The International Tribunal for the Law of the Sea (ITLOS) is an intergovernmental organization created by the mandate of the Third United Nations Conference on the Law of the Sea. It was established by the United Nations Convention on the Law of the Sea, signed at Montego Bay, Jamaica, on December 10, 1982. The Convention entered into force on November 16, 1994, and established an international framework for law over all ocean space, its uses and resources. The ITLOS is one of four dispute resolution mechanisms listed in Article 287 of the UNCLOS. Although the Tribunal was established by a United Nations convention, it is not, as such, a United Nations agency.

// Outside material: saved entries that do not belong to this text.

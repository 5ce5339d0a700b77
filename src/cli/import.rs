use std::collections::{BTreeMap, BTreeSet};
use std::path::Path;

use anyhow::{Context, Result};
use graph_recall::edge::KnowledgeEdge;
use graph_recall::memory::{Memory, MemoryNodeAssociation};
use graph_recall::node::KnowledgeNode;
use graph_recall::storage::associations::AssociationStorage;
use graph_recall::storage::edges::EdgeStorage;
use graph_recall::storage::memories::MemoryStorage;
use graph_recall::storage::nodes::NodeStorage;
use rusqlite::Connection;
use serde::Deserialize;

use super::{open_session, print_json};

/// JSON graph snapshot. Ids and timestamps may be omitted.
#[derive(Debug, Default, Deserialize)]
pub struct Snapshot {
    #[serde(default)]
    pub nodes: Vec<KnowledgeNode>,
    #[serde(default)]
    pub edges: Vec<KnowledgeEdge>,
    #[serde(default)]
    pub memories: Vec<Memory>,
    #[serde(default)]
    pub associations: Vec<MemoryNodeAssociation>,
}

/// `import FILE`: load a snapshot in one transaction. With `embed`, nodes
/// and memories lacking an embedding get one from the configured embedder.
pub fn run(file: &Path, db: Option<&Path>, embed: bool) -> Result<()> {
    let raw = std::fs::read_to_string(file)
        .with_context(|| format!("Failed to read {}", file.display()))?;
    let mut snapshot: Snapshot = serde_json::from_str(&raw)
        .with_context(|| format!("Invalid snapshot JSON in {}", file.display()))?;

    let session = open_session(db, None)?;

    if embed {
        for node in snapshot.nodes.iter_mut().filter(|n| n.embedding.is_none()) {
            let text = match &node.description {
                Some(d) => format!("{} {}", node.name, d),
                None => node.name.clone(),
            };
            node.embedding = Some(
                session
                    .embedder
                    .embed(&text, &session.cancel)
                    .with_context(|| format!("Failed to embed node {}", node.id))?,
            );
        }
        for memory in snapshot.memories.iter_mut().filter(|m| m.embedding.is_none()) {
            memory.embedding = Some(
                session
                    .embedder
                    .embed(&memory.content, &session.cancel)
                    .with_context(|| format!("Failed to embed memory {}", memory.id))?,
            );
        }
    }

    let conn = session.store.lock()?;
    let tx = conn.unchecked_transaction().context("Failed to begin import")?;
    for node in &snapshot.nodes {
        NodeStorage::insert(&tx, node).with_context(|| format!("Node {}", node.id))?;
    }
    for edge in &snapshot.edges {
        EdgeStorage::insert(&tx, edge).with_context(|| format!("Edge {}", edge.id))?;
    }
    for memory in &snapshot.memories {
        MemoryStorage::insert(&tx, memory).with_context(|| format!("Memory {}", memory.id))?;
    }
    for assoc in &snapshot.associations {
        AssociationStorage::insert(&tx, assoc)
            .with_context(|| format!("Association {} -> {}", assoc.memory_id, assoc.node_id))?;
    }
    tx.commit().context("Failed to commit import")?;

    let users: BTreeSet<&str> = snapshot
        .nodes
        .iter()
        .map(|n| n.user_id.as_str())
        .chain(snapshot.memories.iter().map(|m| m.user_id.as_str()))
        .collect();
    let totals = user_totals(&conn, &users)?;

    tracing::info!(
        file = %file.display(),
        nodes = snapshot.nodes.len(),
        edges = snapshot.edges.len(),
        memories = snapshot.memories.len(),
        associations = snapshot.associations.len(),
        "Snapshot imported"
    );
    print_json(&serde_json::json!({
        "nodes": snapshot.nodes.len(),
        "edges": snapshot.edges.len(),
        "memories": snapshot.memories.len(),
        "associations": snapshot.associations.len(),
        "totals": totals,
    }))
}

/// Stored node, edge and memory counts for each user touched by an import.
fn user_totals(conn: &Connection, users: &BTreeSet<&str>) -> Result<BTreeMap<String, serde_json::Value>> {
    let mut totals = BTreeMap::new();
    for user in users {
        totals.insert(
            user.to_string(),
            serde_json::json!({
                "nodes": NodeStorage::count(conn, user)?,
                "edges": EdgeStorage::count(conn, user)?,
                "memories": MemoryStorage::count(conn, user)?,
            }),
        );
    }
    Ok(totals)
}

#[cfg(test)]
mod tests {
    use super::*;

    #[test]
    fn test_user_totals_count_stored_rows() {
        let conn = migrated_db();
        let snapshot: Snapshot = serde_json::from_str(
            r#"{
                "nodes": [{"id": "a", "user_id": "u1", "node_type": "topic", "name": "Rust"},
                          {"id": "b", "user_id": "u1", "node_type": "topic", "name": "Tokio"}],
                "edges": [{"user_id": "u1", "source_id": "a", "target_id": "b", "edge_type": "related_to", "weight": 0.5}],
                "memories": [{"user_id": "u2", "memory_type": "task", "content": "ship it"}]
            }"#,
        )
        .unwrap();
        for n in &snapshot.nodes {
            NodeStorage::insert(&conn, n).unwrap();
        }
        for e in &snapshot.edges {
            EdgeStorage::insert(&conn, e).unwrap();
        }
        for m in &snapshot.memories {
            MemoryStorage::insert(&conn, m).unwrap();
        }

        let users: BTreeSet<&str> = ["u1", "u2"].into_iter().collect();
        let totals = user_totals(&conn, &users).unwrap();
        assert_eq!(totals["u1"], serde_json::json!({"nodes": 2, "edges": 1, "memories": 0}));
        assert_eq!(totals["u2"], serde_json::json!({"nodes": 0, "edges": 0, "memories": 1}));
    }

    fn migrated_db() -> Connection {
        let conn = graph_recall::storage::database::open_in_memory().unwrap();
        graph_recall::storage::migrations::migrate_recall_db(&conn).unwrap();
        conn
    }

    #[test]
    fn test_minimal_snapshot_parses() {
        let raw = r#"{
            "nodes": [{"user_id": "u1", "node_type": "topic", "name": "Rust"}],
            "memories": [{"id": "m1", "user_id": "u1", "memory_type": "project", "content": "borrowck",
                          "metadata": {"categories": ["lang"]}}],
            "associations": [{"memory_id": "m1", "node_id": "n1", "relevance_score": 0.8}]
        }"#;
        let snapshot: Snapshot = serde_json::from_str(raw).unwrap();
        assert_eq!(snapshot.nodes[0].importance_score, 0.5);
        assert_eq!(snapshot.nodes[0].id.len(), 32);
        assert!(snapshot.edges.is_empty());
        assert_eq!(snapshot.memories[0].metadata.categories, vec!["lang"]);
    }
}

Even so, it maintains close links with the United Nations and in 1997 the Tribunal concluded an Agreement on Cooperation and Relationship between the United Nations and the International Tribunal for the Law of the Sea, which establishes a mechanism for cooperation between the two institutions.

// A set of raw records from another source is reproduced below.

//! Shared test utilities — builders, DB setup, fake collaborators.
//!
//! Available only under `#[cfg(test)]`.

use std::sync::Arc;

use chrono::{DateTime, Duration, Utc};
use rusqlite::Connection;

use crate::cancel::CancelToken;
use crate::edge::{EdgeType, KnowledgeEdge};
use crate::memory::{Memory, MemoryMetadata, MemoryNodeAssociation, MemoryRelation, MemoryType};
use crate::node::{KnowledgeNode, NodeType};
use crate::processing::classifier::{Classification, ClassificationParams, QueryClassifier};
use crate::processing::embeddings::Embedder;
use crate::retrieval::StrategyKind;
use crate::storage::associations::AssociationStorage;
use crate::storage::{AssociatedMemory, GraphStore, SqliteGraphStore};
use crate::{RecallError, RecallResult};

const TEST_USER: &str = "u1";

// ============================================================================
// Database
// ============================================================================

/// Migrated in-memory connection.
pub fn setup_db() -> Connection {
    let conn = Connection::open_in_memory().unwrap();
    conn.execute_batch("PRAGMA foreign_keys=ON;").unwrap();
    crate::storage::migrations::migrate_recall_db(&conn).unwrap();
    conn
}

/// Migrated in-memory graph store.
pub fn setup_store() -> Arc<SqliteGraphStore> {
    Arc::new(SqliteGraphStore::from_connection(setup_db()))
}

pub fn hours_ago(hours: i64) -> DateTime<Utc> {
    Utc::now() - Duration::hours(hours)
}

pub fn associate(conn: &Connection, memory_id: &str, node_id: &str, relevance: f64) {
    AssociationStorage::insert(
        conn,
        &MemoryNodeAssociation {
            memory_id: memory_id.to_string(),
            node_id: node_id.to_string(),
            relevance_score: relevance,
        },
    )
    .unwrap();
}

// ============================================================================
// NodeBuilder
// ============================================================================

pub struct NodeBuilder {
    node: KnowledgeNode,
}

impl NodeBuilder {
    pub fn new() -> Self {
        let now = Utc::now();
        Self {
            node: KnowledgeNode {
                id: uuid::Uuid::new_v4().to_string(),
                user_id: TEST_USER.to_string(),
                node_type: NodeType::Topic,
                name: "Test node".to_string(),
                description: None,
                embedding: None,
                metadata: serde_json::Map::new(),
                importance_score: 0.5,
                access_count: 0,
                created_at: now,
                updated_at: now,
            },
        }
    }

    pub fn id(mut self, id: &str) -> Self {
        self.node.id = id.to_string();
        self
    }

    pub fn name(mut self, name: &str) -> Self {
        self.node.name = name.to_string();
        self
    }

    pub fn user(mut self, user_id: &str) -> Self {
        self.node.user_id = user_id.to_string();
        self
    }

    pub fn node_type(mut self, t: NodeType) -> Self {
        self.node.node_type = t;
        self
    }

    pub fn embedding(mut self, v: Vec<f32>) -> Self {
        self.node.embedding = Some(v);
        self
    }

    pub fn importance(mut self, score: f64) -> Self {
        self.node.importance_score = score;
        self
    }

    pub fn access_count(mut self, count: u32) -> Self {
        self.node.access_count = count;
        self
    }

    pub fn build(self) -> KnowledgeNode {
        self.node
    }
}

// ============================================================================
// EdgeBuilder
// ============================================================================

pub struct EdgeBuilder {
    edge: KnowledgeEdge,
}

impl EdgeBuilder {
    pub fn new(source_id: &str, target_id: &str) -> Self {
        Self {
            edge: KnowledgeEdge {
                id: uuid::Uuid::new_v4().to_string(),
                user_id: TEST_USER.to_string(),
                source_id: source_id.to_string(),
                target_id: target_id.to_string(),
                edge_type: EdgeType::RelatedTo,
                weight: 1.0,
                metadata: serde_json::Map::new(),
                created_at: Utc::now(),
            },
        }
    }

    pub fn weight(mut self, w: f64) -> Self {
        self.edge.weight = w;
        self
    }

    pub fn edge_type(mut self, t: EdgeType) -> Self {
        self.edge.edge_type = t;
        self
    }

    pub fn user(mut self, user_id: &str) -> Self {
        self.edge.user_id = user_id.to_string();
        self
    }

    pub fn build(self) -> KnowledgeEdge {
        self.edge
    }
}

// ============================================================================
// MemoryBuilder
// ============================================================================

pub struct MemoryBuilder {
    memory: Memory,
}

impl MemoryBuilder {
    pub fn new() -> Self {
        let now = Utc::now();
        Self {
            memory: Memory {
                id: uuid::Uuid::new_v4().to_string(),
                user_id: TEST_USER.to_string(),
                memory_type: MemoryType::Personal,
                content: "Test memory".to_string(),
                embedding: None,
                metadata: MemoryMetadata::default(),
                created_at: now,
                accessed_at: now,
            },
        }
    }

    pub fn id(mut self, id: &str) -> Self {
        self.memory.id = id.to_string();
        self
    }

    pub fn content(mut self, c: &str) -> Self {
        self.memory.content = c.to_string();
        self
    }

    pub fn user(mut self, user_id: &str) -> Self {
        self.memory.user_id = user_id.to_string();
        self
    }

    pub fn memory_type(mut self, t: MemoryType) -> Self {
        self.memory.memory_type = t;
        self
    }

    pub fn embedding(mut self, v: Vec<f32>) -> Self {
        self.memory.embedding = Some(v);
        self
    }

    pub fn created_at(mut self, at: DateTime<Utc>) -> Self {
        self.memory.created_at = at;
        self.memory.accessed_at = at;
        self
    }

    pub fn categories(mut self, cats: &[&str]) -> Self {
        self.memory.metadata.categories = cats.iter().map(|c| c.to_string()).collect();
        self
    }

    /// Relationship links to other memories, without a relation label.
    pub fn related(mut self, ids: &[&str]) -> Self {
        self.memory.metadata.relationships = ids
            .iter()
            .map(|id| MemoryRelation {
                memory_id: id.to_string(),
                relation: None,
            })
            .collect();
        self
    }

    pub fn metadata_value(mut self, key: &str, value: serde_json::Value) -> Self {
        self.memory.metadata.extra.insert(key.to_string(), value);
        self
    }

    pub fn build(self) -> Memory {
        self.memory
    }
}

// ============================================================================
// Fake collaborators
// ============================================================================

/// Returns the same vector for every text.
pub struct FixedEmbedder {
    vector: Vec<f32>,
}

impl FixedEmbedder {
    pub fn new(vector: Vec<f32>) -> Self {
        Self { vector }
    }
}

impl Embedder for FixedEmbedder {
    fn embed(&self, _text: &str, cancel: &CancelToken) -> RecallResult<Vec<f32>> {
        cancel.check()?;
        Ok(self.vector.clone())
    }

    fn dimension(&self) -> usize {
        self.vector.len()
    }
}

/// Always fails with an embedding error (after honouring cancellation).
pub struct FailingEmbedder {
    dim: usize,
}

impl FailingEmbedder {
    pub fn new(dim: usize) -> Self {
        Self { dim }
    }
}

impl Embedder for FailingEmbedder {
    fn embed(&self, _text: &str, cancel: &CancelToken) -> RecallResult<Vec<f32>> {
        cancel.check()?;
        Err(RecallError::Embedding("embedding provider unavailable".into()))
    }

    fn dimension(&self) -> usize {
        self.dim
    }
}

/// Returns a canned classification. Tweak `classification.params` to add
/// suggested parameters.
pub struct FixedClassifier {
    pub classification: Classification,
}

impl FixedClassifier {
    pub fn new(strategy: StrategyKind, confidence: f64) -> Self {
        Self {
            classification: Classification {
                strategy,
                confidence,
                explanation: format!("test classifier picked {}", strategy),
                params: ClassificationParams::default(),
            },
        }
    }
}

impl QueryClassifier for FixedClassifier {
    fn classify(&self, _query: &str, cancel: &CancelToken) -> RecallResult<Classification> {
        cancel.check()?;
        Ok(self.classification.clone())
    }
}

pub struct FailingClassifier;

impl QueryClassifier for FailingClassifier {
    fn classify(&self, _query: &str, cancel: &CancelToken) -> RecallResult<Classification> {
        cancel.check()?;
        Err(RecallError::Classifier("classifier unavailable".into()))
    }
}

/// Store operation that [`OutageStore`] fails.
#[derive(Debug, Clone, Copy, PartialEq, Eq)]
pub enum StoreOutage {
    /// Vector ranking: breaks hierarchical search only.
    MemoriesByDistance,
    /// Edge traversal: breaks graph-guided expansion only.
    EdgesFrom,
}

/// Delegates to a real store except for one operation, which fails with a
/// storage error.
pub struct OutageStore {
    inner: Arc<SqliteGraphStore>,
    outage: StoreOutage,
}

impl OutageStore {
    pub fn new(inner: Arc<SqliteGraphStore>, outage: StoreOutage) -> Self {
        Self { inner, outage }
    }

    fn fail_if(&self, op: StoreOutage) -> RecallResult<()> {
        if self.outage == op {
            return Err(RecallError::Storage(format!("{:?} unavailable", op)));
        }
        Ok(())
    }
}

impl GraphStore for OutageStore {
    fn nodes_by_distance(
        &self,
        user_id: &str,
        query: &[f32],
        node_types: Option<&[NodeType]>,
        cancel: &CancelToken,
    ) -> RecallResult<Vec<(KnowledgeNode, f64)>> {
        self.inner.nodes_by_distance(user_id, query, node_types, cancel)
    }

    fn nodes_by_name(
        &self,
        user_id: &str,
        pattern: &str,
        node_types: Option<&[NodeType]>,
        cancel: &CancelToken,
    ) -> RecallResult<Vec<KnowledgeNode>> {
        self.inner.nodes_by_name(user_id, pattern, node_types, cancel)
    }

    fn nodes_by_ids(&self, ids: &[String], cancel: &CancelToken) -> RecallResult<Vec<KnowledgeNode>> {
        self.inner.nodes_by_ids(ids, cancel)
    }

    fn record_node_access(&self, node_id: &str, cancel: &CancelToken) -> RecallResult<()> {
        self.inner.record_node_access(node_id, cancel)
    }

    fn edges_from(
        &self,
        source_ids: &[String],
        edge_types: Option<&[EdgeType]>,
        cancel: &CancelToken,
    ) -> RecallResult<Vec<KnowledgeEdge>> {
        self.fail_if(StoreOutage::EdgesFrom)?;
        self.inner.edges_from(source_ids, edge_types, cancel)
    }

    fn associations_for_nodes(
        &self,
        node_ids: &[String],
        cancel: &CancelToken,
    ) -> RecallResult<Vec<MemoryNodeAssociation>> {
        self.inner.associations_for_nodes(node_ids, cancel)
    }

    fn associations_for_memory(
        &self,
        memory_id: &str,
        cancel: &CancelToken,
    ) -> RecallResult<Vec<MemoryNodeAssociation>> {
        self.inner.associations_for_memory(memory_id, cancel)
    }

    fn memories_for_nodes(
        &self,
        user_id: &str,
        node_ids: &[String],
        memory_type: Option<MemoryType>,
        cancel: &CancelToken,
    ) -> RecallResult<Vec<AssociatedMemory>> {
        self.inner.memories_for_nodes(user_id, node_ids, memory_type, cancel)
    }

    fn memories_by_distance(
        &self,
        user_id: &str,
        query: &[f32],
        memory_type: Option<MemoryType>,
        candidates: Option<&[String]>,
        limit: usize,
        cancel: &CancelToken,
    ) -> RecallResult<Vec<(Memory, f64)>> {
        self.fail_if(StoreOutage::MemoriesByDistance)?;
        self.inner
            .memories_by_distance(user_id, query, memory_type, candidates, limit, cancel)
    }

    fn memories_full_text(
        &self,
        user_id: &str,
        fts_query: &str,
        memory_type: Option<MemoryType>,
        limit: usize,
        cancel: &CancelToken,
    ) -> RecallResult<Vec<(Memory, f64)>> {
        self.inner.memories_full_text(user_id, fts_query, memory_type, limit, cancel)
    }

    fn memories_in_window(
        &self,
        user_id: &str,
        start: &DateTime<Utc>,
        end: &DateTime<Utc>,
        memory_type: Option<MemoryType>,
        limit: usize,
        cancel: &CancelToken,
    ) -> RecallResult<Vec<Memory>> {
        self.inner
            .memories_in_window(user_id, start, end, memory_type, limit, cancel)
    }

    fn memories_with_categories(
        &self,
        user_id: &str,
        categories: &[String],
        memory_type: Option<MemoryType>,
        cancel: &CancelToken,
    ) -> RecallResult<Vec<Memory>> {
        self.inner
            .memories_with_categories(user_id, categories, memory_type, cancel)
    }

    fn memory_by_id(
        &self,
        user_id: &str,
        memory_id: &str,
        cancel: &CancelToken,
    ) -> RecallResult<Option<Memory>> {
        self.inner.memory_by_id(user_id, memory_id, cancel)
    }
}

The Tribunal is based in Hamburg, Germany. The Convention also established the International Seabed Authority, with responsibility for the regulation of seabed mining beyond the limits of national jurisdiction, that is beyond the limits of the territorial sea, the contiguous zone and the continental shelf. As of July 2024, there are currently 157 signatories, 169 participant states plus the European Union. As of December 2022, holdouts included the United States and Iran.

==Composition==
According to its founding statute, the Tribunal has a set of 21 judges who serve from a variety of states parties, "according to a method that intends to assure an equitable geographical representation".

At the request of Chile and the European Union, the Tribunal set up a special chamber composed of five judges to deal with the Case concerning the Conservation and Sustainable Exploitation of Swordfish Stocks in the South-Eastern Pacific Ocean (Chile/European Community).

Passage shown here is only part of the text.